Public housing trims property values

The long-held suspicion that a high concentration of public housing negatively affects house prices has been investigated by 'undercover' agents



It has long been a popular belief among property investors that a large concentration of housing commission in an area will negatively affect private housing prices. Only now has this belief actually been confirmed. 

Wanting to investigate whether a high proportion of public housing in an area could indeed affect property values, buyer advocacy company Secret Agent recently did a study of a public housing estate in Richmond, a suburb west of the Melbourne CBD. 

Richmond was chosen because it had a high density of public housing within a confined area. The estate itself spanned an entire block. 
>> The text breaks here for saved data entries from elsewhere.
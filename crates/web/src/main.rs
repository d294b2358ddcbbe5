use std::net::SocketAddr;

use clap::Parser;
use tracing::info;

use hello_web::config::{ResponderConfig, DEFAULT_ADDR};

/// Minimal web responder: every request gets the Hello World page
#[derive(Parser, Debug)]
#[command(name = "hello-web")]
#[command(version, about, long_about = None)]
struct Args {
    /// Address to listen on
    #[arg(long, env = "HELLO_WEB_ADDR", default_value_t = DEFAULT_ADDR)]
    addr: SocketAddr,
}

#[tokio::main]
async fn main() -> anyhow::Result<()> {
    tracing_subscriber::fmt()
        .with_env_filter(
            tracing_subscriber::EnvFilter::try_from_default_env()
                .unwrap_or_else(|_| tracing_subscriber::EnvFilter::new("info")),
        )
        .with_writer(std::io::stderr)
        .init();

    let args = Args::parse();
    let cfg = ResponderConfig { addr: args.addr };

    info!("Starting hello-web on http://{}", cfg.addr);

    hello_web::serve(cfg).await
}
//! Responder configuration

use std::net::{Ipv4Addr, SocketAddr};

/// Default listen address for the responder.
pub const DEFAULT_ADDR: SocketAddr = SocketAddr::new(
    std::net::IpAddr::V4(Ipv4Addr::LOCALHOST),
    8080,
);

/// Responder configuration
#[derive(Debug, Clone)]
pub struct ResponderConfig {
    /// Address to bind the listener on
    pub addr: SocketAddr,
}

impl Default for ResponderConfig {
    fn default() -> Self {
        Self { addr: DEFAULT_ADDR }
    }
}

#[cfg(test)]
mod tests {
    use super::*;

    #[test]
    fn test_default_addr() {
        let cfg = ResponderConfig::default();
        assert_eq!(cfg.addr.to_string(), "127.0.0.1:8080");
    }
}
Collecting property price data between 2008 and 2012, Secret Agent focused on all property sales that had occurred within a 400m radius of the Richmond estate. 

They discovered a general trend of increasing median house prices as the distance from the Richmond Housing Commission increased.
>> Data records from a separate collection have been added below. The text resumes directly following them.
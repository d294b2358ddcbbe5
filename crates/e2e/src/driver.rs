//! WebDriver endpoint management
//!
//! Local runs spawn a chromedriver process on a free port. CI runs point at
//! a driver that the job already started on `127.0.0.1:9515`; the `CI`
//! environment flag picks between the two.

use std::net::SocketAddr;
use std::path::PathBuf;
use std::process::Stdio;
use std::time::Duration;

use tokio::process::{Child, Command};
use tracing::{info, warn};

use crate::error::{E2eError, E2eResult};
use crate::retry::Backoff;
use crate::server::{find_free_port, forward_output, terminate, wait_for_child, NotReady};

/// Driver endpoint used in CI mode
pub const CI_DRIVER_URL: &str = "http://127.0.0.1:9515";

/// Environment flag selecting CI mode
pub const CI_ENV: &str = "CI";

/// Where the remote automation endpoint comes from
#[derive(Debug, Clone, PartialEq, Eq)]
pub enum DriverMode {
    /// Spawn a driver binary; port 0 picks a free one
    Local { binary: PathBuf, port: u16 },
    /// Use an endpoint somebody else started
    Remote { url: String },
}

/// Configuration for the WebDriver endpoint
#[derive(Debug, Clone)]
pub struct DriverConfig {
    pub mode: DriverMode,

    /// How long a local driver may take to start listening
    pub startup_timeout: Duration,

    /// X display handed to a local driver (e.g. an Xvfb `:99`)
    pub display: Option<String>,
}

impl DriverConfig {
    /// Pick the driver mode from the environment.
    pub fn from_env() -> Self {
        Self::from_lookup(|key| std::env::var(key).ok())
    }

    fn from_lookup(lookup: impl Fn(&str) -> Option<String>) -> Self {
        let mode = if lookup(CI_ENV).as_deref().map(is_truthy).unwrap_or(false) {
            DriverMode::Remote {
                url: CI_DRIVER_URL.to_string(),
            }
        } else {
            DriverMode::Local {
                binary: lookup("CHROMEDRIVER_PATH")
                    .filter(|v| !v.trim().is_empty())
                    .map(PathBuf::from)
                    .unwrap_or_else(|| PathBuf::from("chromedriver")),
                port: 0,
            }
        };

        Self {
            mode,
            display: lookup("DISPLAY").filter(|v| !v.trim().is_empty()),
            ..Default::default()
        }
    }

    /// Apply command-line overrides.
    ///
    /// An explicit endpoint always wins. A chromedriver path only applies to
    /// local mode; in CI mode it is ignored with a warning.
    pub fn with_overrides(mut self, driver_url: Option<String>, chromedriver: Option<PathBuf>) -> Self {
        if let Some(url) = driver_url {
            self.mode = DriverMode::Remote { url };
            return self;
        }

        if let Some(path) = chromedriver {
            match &mut self.mode {
                DriverMode::Local { binary, .. } => *binary = path,
                DriverMode::Remote { url } => warn!(
                    "Ignoring chromedriver {}: {} is set, using existing endpoint {}",
                    path.display(),
                    CI_ENV,
                    url
                ),
            }
        }

        self
    }
}

impl Default for DriverConfig {
    fn default() -> Self {
        Self {
            mode: DriverMode::Local {
                binary: PathBuf::from("chromedriver"),
                port: 0,
            },
            startup_timeout: Duration::from_secs(10),
            display: None,
        }
    }
}

fn is_truthy(value: &str) -> bool {
    matches!(
        value.trim().to_ascii_lowercase().as_str(),
        "1" | "true" | "yes"
    )
}

/// A usable WebDriver endpoint, plus the process behind it when we own one
pub struct DriverHandle {
    url: String,
    child: Option<Child>,
}

impl DriverHandle {
    /// Bring up (or adopt) the driver endpoint
    pub async fn start(config: DriverConfig) -> E2eResult<Self> {
        match config.mode {
            DriverMode::Remote { url } => {
                info!("Using existing WebDriver endpoint {}", url);
                Ok(Self { url, child: None })
            }
            DriverMode::Local { binary, port } => {
                let port = if port == 0 { find_free_port()? } else { port };
                let addr = SocketAddr::from(([127, 0, 0, 1], port));

                info!("Spawning {} on port {}", binary.display(), port);

                let mut cmd = Command::new(&binary);
                cmd.arg(format!("--port={}", port))
                    .stdin(Stdio::null())
                    .stdout(Stdio::piped())
                    .stderr(Stdio::piped())
                    .kill_on_drop(true);
                if let Some(display) = &config.display {
                    cmd.env("DISPLAY", display);
                }

                let mut child = cmd.spawn().map_err(|e| {
                    E2eError::DriverStartup(format!("Failed to spawn {}: {}", binary.display(), e))
                })?;
                forward_output(&mut child, "chromedriver");

                let ready = wait_for_child(
                    &mut child,
                    addr,
                    Backoff::fixed(Duration::from_millis(100), config.startup_timeout),
                )
                .await;

                let mut handle = Self {
                    url: format!("http://{}", addr),
                    child: Some(child),
                };

                if let Err(e) = ready {
                    if let Err(stop_err) = handle.stop().await {
                        warn!("Failed to stop driver after startup failure: {}", stop_err);
                    }
                    let reason = match e {
                        NotReady::Exited(status) => format!(
                            "{} exited before listening on {}: {}",
                            binary.display(),
                            addr,
                            status
                        ),
                        NotReady::TimedOut { attempts, last } => format!(
                            "{} never listened on {} ({} attempts): {}",
                            binary.display(),
                            addr,
                            attempts,
                            last
                        ),
                    };
                    return Err(E2eError::DriverStartup(reason));
                }

                info!("WebDriver ready at {}", handle.url);
                Ok(handle)
            }
        }
    }

    /// Endpoint URL for session creation
    pub fn url(&self) -> &str {
        &self.url
    }

    /// Whether we own a driver process that has not been stopped yet
    pub fn owns_process(&self) -> bool {
        self.child.is_some()
    }

    /// Stop a local driver. No-op for remote endpoints and on repeat calls.
    pub async fn stop(&mut self) -> E2eResult<()> {
        match self.child.take() {
            Some(mut child) => terminate(&mut child, "chromedriver").await,
            None => Ok(()),
        }
    }
}

#[cfg(test)]
mod tests {
    use super::*;
    use std::collections::HashMap;
    use test_case::test_case;

    fn config_with(vars: &[(&str, &str)]) -> DriverConfig {
        let vars: HashMap<String, String> = vars
            .iter()
            .map(|(k, v)| (k.to_string(), v.to_string()))
            .collect();
        DriverConfig::from_lookup(|key| vars.get(key).cloned())
    }

    #[test_case("1" ; "one")]
    #[test_case("true" ; "lowercase true")]
    #[test_case("TRUE" ; "uppercase true")]
    #[test_case("yes" ; "yes")]
    fn test_ci_flag_selects_remote(value: &str) {
        let cfg = config_with(&[(CI_ENV, value)]);
        assert_eq!(
            cfg.mode,
            DriverMode::Remote {
                url: CI_DRIVER_URL.to_string()
            }
        );
    }

    #[test_case("" ; "empty")]
    #[test_case("0" ; "zero")]
    #[test_case("false" ; "false")]
    fn test_non_ci_spawns_locally(value: &str) {
        let cfg = config_with(&[(CI_ENV, value)]);
        assert!(matches!(cfg.mode, DriverMode::Local { .. }));
    }

    #[test]
    fn test_local_binary_from_env() {
        let cfg = config_with(&[("CHROMEDRIVER_PATH", "/opt/bin/chromedriver"), ("DISPLAY", ":99")]);
        assert_eq!(
            cfg.mode,
            DriverMode::Local {
                binary: PathBuf::from("/opt/bin/chromedriver"),
                port: 0
            }
        );
        assert_eq!(cfg.display.as_deref(), Some(":99"));
    }

    #[test]
    fn test_driver_url_override_wins() {
        let cfg = config_with(&[]).with_overrides(
            Some("http://10.0.0.5:4444".into()),
            Some(PathBuf::from("/opt/bin/chromedriver")),
        );
        assert_eq!(
            cfg.mode,
            DriverMode::Remote {
                url: "http://10.0.0.5:4444".into()
            }
        );
    }

    #[test]
    fn test_chromedriver_override_applies_locally() {
        let cfg = config_with(&[]).with_overrides(None, Some(PathBuf::from("/opt/bin/chromedriver")));
        assert_eq!(
            cfg.mode,
            DriverMode::Local {
                binary: PathBuf::from("/opt/bin/chromedriver"),
                port: 0
            }
        );
    }

    #[test]
    fn test_chromedriver_override_ignored_in_ci() {
        let cfg = config_with(&[(CI_ENV, "true")])
            .with_overrides(None, Some(PathBuf::from("/opt/bin/chromedriver")));
        assert_eq!(
            cfg.mode,
            DriverMode::Remote {
                url: CI_DRIVER_URL.to_string()
            }
        );
    }

    #[cfg(unix)]
    #[tokio::test]
    async fn test_driver_that_exits_fails_fast_with_status() {
        let started = std::time::Instant::now();
        let err = DriverHandle::start(DriverConfig {
            mode: DriverMode::Local {
                binary: PathBuf::from("/bin/false"),
                port: 0,
            },
            startup_timeout: Duration::from_secs(10),
            ..Default::default()
        })
        .await
        .err()
        .unwrap();

        assert!(started.elapsed() < Duration::from_secs(5));
        assert!(err.is_setup());
        let msg = err.to_string();
        assert!(msg.contains("exited before listening"), "{}", msg);
        assert!(msg.contains("exit code 1"), "{}", msg);
    }

    #[tokio::test]
    async fn test_remote_mode_has_no_process() {
        let mut handle = DriverHandle::start(config_with(&[(CI_ENV, "1")])).await.unwrap();
        assert_eq!(handle.url(), CI_DRIVER_URL);
        assert!(!handle.owns_process());
        handle.stop().await.unwrap();
        handle.stop().await.unwrap();
    }

    #[tokio::test]
    async fn test_missing_driver_binary_is_setup_failure() {
        let err = DriverHandle::start(DriverConfig {
            mode: DriverMode::Local {
                binary: PathBuf::from("/nonexistent/chromedriver"),
                port: 0,
            },
            ..Default::default()
        })
        .await
        .err()
        .unwrap();

        assert!(matches!(err, E2eError::DriverStartup(_)));
        assert!(err.is_setup());
    }
}
//! Remote browser sessions over WebDriver

use async_trait::async_trait;
use fantoccini::wd::Capabilities;
use fantoccini::{Client, ClientBuilder, Locator};
use serde_json::json;
use tracing::{debug, info};

use crate::error::{E2eError, E2eResult};

/// The subset of browser control a scenario needs
#[async_trait]
pub trait BrowserSession: Send + Sync {
    /// Navigate the page to `url`
    async fn goto(&self, url: &str) -> E2eResult<()>;

    /// URL the browser reports for the current page
    async fn current_url(&self) -> E2eResult<String>;

    /// Rendered text of the first element matching a CSS selector
    async fn text(&self, selector: &str) -> E2eResult<String>;

    /// Release the session. Repeat calls must be no-ops.
    async fn close(&mut self) -> E2eResult<()>;
}

/// Creates sessions on a WebDriver endpoint
#[async_trait]
pub trait SessionOpener: Send + Sync {
    async fn open(
        &self,
        endpoint: &str,
        options: &BrowserOptions,
    ) -> E2eResult<Box<dyn BrowserSession>>;
}

/// Browser launch options
#[derive(Debug, Clone)]
pub struct BrowserOptions {
    pub headless: bool,
    /// Appended to the Chrome command line
    pub extra_args: Vec<String>,
}

impl Default for BrowserOptions {
    fn default() -> Self {
        Self {
            headless: true,
            extra_args: Vec::new(),
        }
    }
}

/// Capability set for session creation.
///
/// GPU and sandbox are always disabled; containers tend to have neither.
pub fn capabilities(options: &BrowserOptions) -> Capabilities {
    let mut args = vec!["--disable-gpu".to_string(), "--no-sandbox".to_string()];
    if options.headless {
        args.push("--headless".to_string());
    }
    args.extend(options.extra_args.iter().cloned());

    let mut caps = Capabilities::new();
    caps.insert("browserName".to_string(), json!("chrome"));
    caps.insert("goog:chromeOptions".to_string(), json!({ "args": args }));
    caps
}

/// A session on a WebDriver endpoint
pub struct WebDriverSession {
    client: Option<Client>,
}

impl WebDriverSession {
    /// Create a new session on `endpoint`
    pub async fn open(endpoint: &str, options: &BrowserOptions) -> E2eResult<Self> {
        info!("Opening browser session on {}", endpoint);

        let client = ClientBuilder::native()
            .capabilities(capabilities(options))
            .connect(endpoint)
            .await?;

        Ok(Self {
            client: Some(client),
        })
    }

    fn client(&self) -> E2eResult<&Client> {
        self.client
            .as_ref()
            .ok_or_else(|| E2eError::WebDriver("session already closed".into()))
    }
}

/// Opens [`WebDriverSession`]s
#[derive(Debug, Default, Clone, Copy)]
pub struct WebDriverOpener;

#[async_trait]
impl SessionOpener for WebDriverOpener {
    async fn open(
        &self,
        endpoint: &str,
        options: &BrowserOptions,
    ) -> E2eResult<Box<dyn BrowserSession>> {
        Ok(Box::new(WebDriverSession::open(endpoint, options).await?))
    }
}

#[async_trait]
impl BrowserSession for WebDriverSession {
    async fn goto(&self, url: &str) -> E2eResult<()> {
        debug!("goto {}", url);
        self.client()?.goto(url).await?;
        Ok(())
    }

    async fn current_url(&self) -> E2eResult<String> {
        Ok(self.client()?.current_url().await?.to_string())
    }

    async fn text(&self, selector: &str) -> E2eResult<String> {
        let element = self.client()?.find(Locator::Css(selector)).await?;
        Ok(element.text().await?)
    }

    async fn close(&mut self) -> E2eResult<()> {
        if let Some(client) = self.client.take() {
            info!("Closing browser session");
            client.close().await?;
        }
        Ok(())
    }
}
//! Responder management - spawning and readiness-probing the web server

use std::collections::HashMap;
use std::net::SocketAddr;
use std::path::PathBuf;
use std::process::{ExitStatus, Stdio};
use std::time::Duration;

use tokio::io::{AsyncBufReadExt, AsyncRead, BufReader};
use tokio::net::TcpStream;
use tokio::process::{Child, Command};
use tracing::{debug, info, warn};

use crate::error::{E2eError, E2eResult};
use crate::retry::{retry, Backoff};

/// Handle to a running responder process
pub struct ServerHandle {
    child: Option<Child>,
    addr: SocketAddr,
    base_url: String,
}

impl ServerHandle {
    /// Spawn the responder and wait until its port accepts connections
    pub async fn spawn(config: ServerConfig) -> E2eResult<Self> {
        let addr = config.addr;

        // Something already listening would make the probe pass for the wrong process.
        if probe(addr).await.is_ok() {
            return Err(E2eError::PortInUse(addr));
        }

        info!("Spawning responder {} on {}", config.binary_path.display(), addr);

        let mut cmd = Command::new(&config.binary_path);
        cmd.arg("--addr")
            .arg(addr.to_string())
            .args(&config.args)
            .envs(&config.env)
            .stdin(Stdio::null())
            .stdout(Stdio::piped())
            .stderr(Stdio::piped())
            .kill_on_drop(true);

        let mut child = cmd.spawn().map_err(|e| {
            E2eError::ServerStartup(format!(
                "Failed to spawn {}: {}",
                config.binary_path.display(),
                e
            ))
        })?;

        forward_output(&mut child, "responder");

        let mut handle = ServerHandle {
            child: Some(child),
            addr,
            base_url: format!("http://{}/", addr),
        };

        if let Err(e) = handle
            .wait_for_ready(Backoff::fixed(config.poll_interval, config.startup_timeout))
            .await
        {
            if let Err(stop_err) = handle.stop().await {
                warn!("Failed to stop responder after startup failure: {}", stop_err);
            }
            return Err(e);
        }

        info!("Responder is ready at {}", handle.base_url);
        Ok(handle)
    }

    /// Poll the port until it accepts a connection, bailing out early if
    /// the process exits first.
    async fn wait_for_ready(&mut self, backoff: Backoff) -> E2eResult<()> {
        let addr = self.addr;
        let child = self
            .child
            .as_mut()
            .ok_or_else(|| E2eError::ServerStartup("responder already stopped".into()))?;

        wait_for_child(child, addr, backoff)
            .await
            .map_err(|e| match e {
                NotReady::Exited(status) => E2eError::ServerExited(status),
                NotReady::TimedOut { attempts, last } => {
                    E2eError::ServerHealthCheck { attempts, last }
                }
            })
    }

    /// Get the base URL for this server
    pub fn base_url(&self) -> &str {
        &self.base_url
    }

    /// Whether the process has not been stopped yet
    pub fn is_running(&self) -> bool {
        self.child.is_some()
    }

    /// Plain HTTP GET against the responder, bypassing the browser.
    ///
    /// Returns the status code and the body.
    pub async fn fetch(&self, path: &str) -> E2eResult<(u16, String)> {
        let url = format!("{}{}", self.base_url, path.trim_start_matches('/'));
        let client = reqwest::Client::builder()
            .timeout(Duration::from_secs(5))
            .build()?;

        let resp = client.get(&url).send().await?;
        let status = resp.status().as_u16();
        let body = resp.text().await?;
        Ok((status, body))
    }

    /// Stop the server. Only the first call does anything.
    pub async fn stop(&mut self) -> E2eResult<()> {
        let Some(mut child) = self.child.take() else {
            return Ok(());
        };

        terminate(&mut child, "responder").await
    }
}

/// Configuration for spawning the responder
#[derive(Debug, Clone)]
pub struct ServerConfig {
    /// Path to the hello-web binary
    pub binary_path: PathBuf,

    /// Extra arguments appended after `--addr`
    pub args: Vec<String>,

    /// Extra environment for the child
    pub env: HashMap<String, String>,

    /// Address the responder is told to bind
    pub addr: SocketAddr,

    /// Timeout for server startup
    pub startup_timeout: Duration,

    /// Interval between readiness probes
    pub poll_interval: Duration,
}

impl Default for ServerConfig {
    fn default() -> Self {
        Self {
            binary_path: PathBuf::from("target/debug/hello-web"),
            args: Vec::new(),
            env: HashMap::new(),
            addr: SocketAddr::from(([127, 0, 0, 1], 8080)),
            startup_timeout: Duration::from_secs(10),
            poll_interval: Duration::from_millis(100),
        }
    }
}

/// One connection attempt against `addr`
pub async fn probe(addr: SocketAddr) -> std::io::Result<()> {
    TcpStream::connect(addr).await.map(drop)
}

/// Wait until `addr` accepts connections.
///
/// Returns the number of probes it took.
pub async fn wait_for_port(addr: SocketAddr, backoff: Backoff) -> E2eResult<usize> {
    let mut attempts = 0;
    retry(backoff, || {
        attempts += 1;
        probe(addr)
    })
    .await
    .map_err(|e| E2eError::ServerHealthCheck {
        attempts: e.attempts,
        last: e.last.to_string(),
    })?;
    Ok(attempts)
}

/// Why a spawned child never became reachable
#[derive(Debug)]
pub(crate) enum NotReady {
    /// The process exited first; carries the exit status
    Exited(String),
    TimedOut { attempts: usize, last: String },
}

/// Probe `addr` until it accepts connections, giving up as soon as `child`
/// has exited.
pub(crate) async fn wait_for_child(
    child: &mut Child,
    addr: SocketAddr,
    backoff: Backoff,
) -> Result<(), NotReady> {
    let outcome = retry(backoff, || {
        let exited = child.try_wait();
        async move {
            match exited {
                Ok(Some(status)) => Ok(Err(status)),
                Ok(None) => probe(addr).await.map(Ok),
                Err(e) => Err(e),
            }
        }
    })
    .await;

    match outcome {
        Ok(Ok(())) => Ok(()),
        Ok(Err(status)) => Err(NotReady::Exited(describe_exit(status))),
        Err(e) => {
            debug!("Last readiness probe of {} failed: {}", addr, e.last);
            Err(NotReady::TimedOut {
                attempts: e.attempts,
                last: e.last.to_string(),
            })
        }
    }
}

/// Find a free port to use
pub fn find_free_port() -> std::io::Result<u16> {
    use std::net::TcpListener;

    Ok(TcpListener::bind("127.0.0.1:0")?.local_addr()?.port())
}

/// SIGTERM, a short grace period, then SIGKILL; always reaps the child.
pub(crate) async fn terminate(child: &mut Child, name: &str) -> E2eResult<()> {
    let Some(pid) = child.id() else {
        // Already reaped.
        return Ok(());
    };

    info!("Stopping {} (pid: {})", name, pid);

    #[cfg(unix)]
    {
        use nix::sys::signal::{kill, Signal};
        use nix::unistd::Pid;

        if kill(Pid::from_raw(pid as i32), Signal::SIGTERM).is_ok() {
            if let Ok(status) = tokio::time::timeout(Duration::from_millis(500), child.wait()).await {
                debug!("{} exited: {}", name, describe_exit(status?));
                return Ok(());
            }
        }
    }

    child.start_kill()?;
    let status = child.wait().await?;
    debug!("{} killed: {}", name, describe_exit(status));
    Ok(())
}

/// Re-emit the child's stdout/stderr lines as log events.
pub(crate) fn forward_output(child: &mut Child, source: &'static str) {
    if let Some(stdout) = child.stdout.take() {
        tokio::spawn(pipe_lines(stdout, source, "stdout"));
    }
    if let Some(stderr) = child.stderr.take() {
        tokio::spawn(pipe_lines(stderr, source, "stderr"));
    }
}

async fn pipe_lines<R>(reader: R, source: &'static str, stream: &'static str)
where
    R: AsyncRead + Unpin,
{
    let mut lines = BufReader::new(reader).lines();
    while let Ok(Some(line)) = lines.next_line().await {
        info!(source, stream, "{}", line);
    }
}

fn describe_exit(status: ExitStatus) -> String {
    match status.code() {
        Some(code) => format!("exit code {}", code),
        None => format!("{}", status),
    }
}

#[cfg(test)]
mod tests {
    use super::*;

    #[test]
    fn test_find_free_port() {
        let port1 = find_free_port().unwrap();
        let port2 = find_free_port().unwrap();

        // Ports should be in valid range
        assert!(port1 > 1024);
        assert!(port2 > 1024);
    }

    #[tokio::test]
    async fn test_probe_fails_when_nothing_listens() {
        let port = find_free_port().unwrap();
        let addr = SocketAddr::from(([127, 0, 0, 1], port));
        assert!(probe(addr).await.is_err());
    }

    #[tokio::test]
    async fn test_wait_for_port_no_false_positive() {
        let port = find_free_port().unwrap();
        let addr = SocketAddr::from(([127, 0, 0, 1], port));

        let err = wait_for_port(
            addr,
            Backoff::fixed(Duration::from_millis(10), Duration::from_millis(100)),
        )
        .await
        .unwrap_err();

        match err {
            E2eError::ServerHealthCheck { attempts, ref last } => {
                assert!(attempts >= 2);
                // The cause of the last failed connect is kept.
                assert!(!last.is_empty());
                assert!(err.to_string().contains(last.as_str()));
            }
            other => panic!("unexpected error: {}", other),
        }
    }

    #[tokio::test]
    async fn test_wait_for_port_succeeds_once_bound() {
        let port = find_free_port().unwrap();
        let addr = SocketAddr::from(([127, 0, 0, 1], port));

        let binder = tokio::spawn(async move {
            tokio::time::sleep(Duration::from_millis(150)).await;
            let listener = tokio::net::TcpListener::bind(addr).await.unwrap();
            // Keep the listener alive long enough to be probed.
            tokio::time::sleep(Duration::from_secs(2)).await;
            drop(listener);
        });

        let attempts = wait_for_port(
            addr,
            Backoff::fixed(Duration::from_millis(20), Duration::from_secs(5)),
        )
        .await
        .unwrap();

        // It was not bound for the first probe.
        assert!(attempts > 1);
        binder.abort();
    }

    #[tokio::test]
    async fn test_spawn_refuses_occupied_port() {
        let holder = tokio::net::TcpListener::bind("127.0.0.1:0").await.unwrap();
        let addr = holder.local_addr().unwrap();

        let err = ServerHandle::spawn(ServerConfig {
            binary_path: PathBuf::from("/nonexistent/hello-web"),
            addr,
            ..Default::default()
        })
        .await
        .err()
        .unwrap();

        assert!(matches!(err, E2eError::PortInUse(a) if a == addr));
    }

    #[tokio::test]
    async fn test_spawn_missing_binary_is_startup_error() {
        let port = find_free_port().unwrap();
        let err = ServerHandle::spawn(ServerConfig {
            binary_path: PathBuf::from("/nonexistent/hello-web"),
            addr: SocketAddr::from(([127, 0, 0, 1], port)),
            ..Default::default()
        })
        .await
        .err()
        .unwrap();

        assert!(matches!(err, E2eError::ServerStartup(_)));
        assert!(err.is_setup());
    }
}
The average increase was $72,104 for every 100m a sale was from the estate. 

Delving further, Secret Agent divided the data into two groups, one measuring sales within the first 200m of the estate and one within the next 200m. 

Arranging price data this way, it was found that the average price of houses in the first group was less than the second group, where the sales had been located further away from housing commission. 

Further studies were done in Flemington and North Melbourne, which showed similar findings.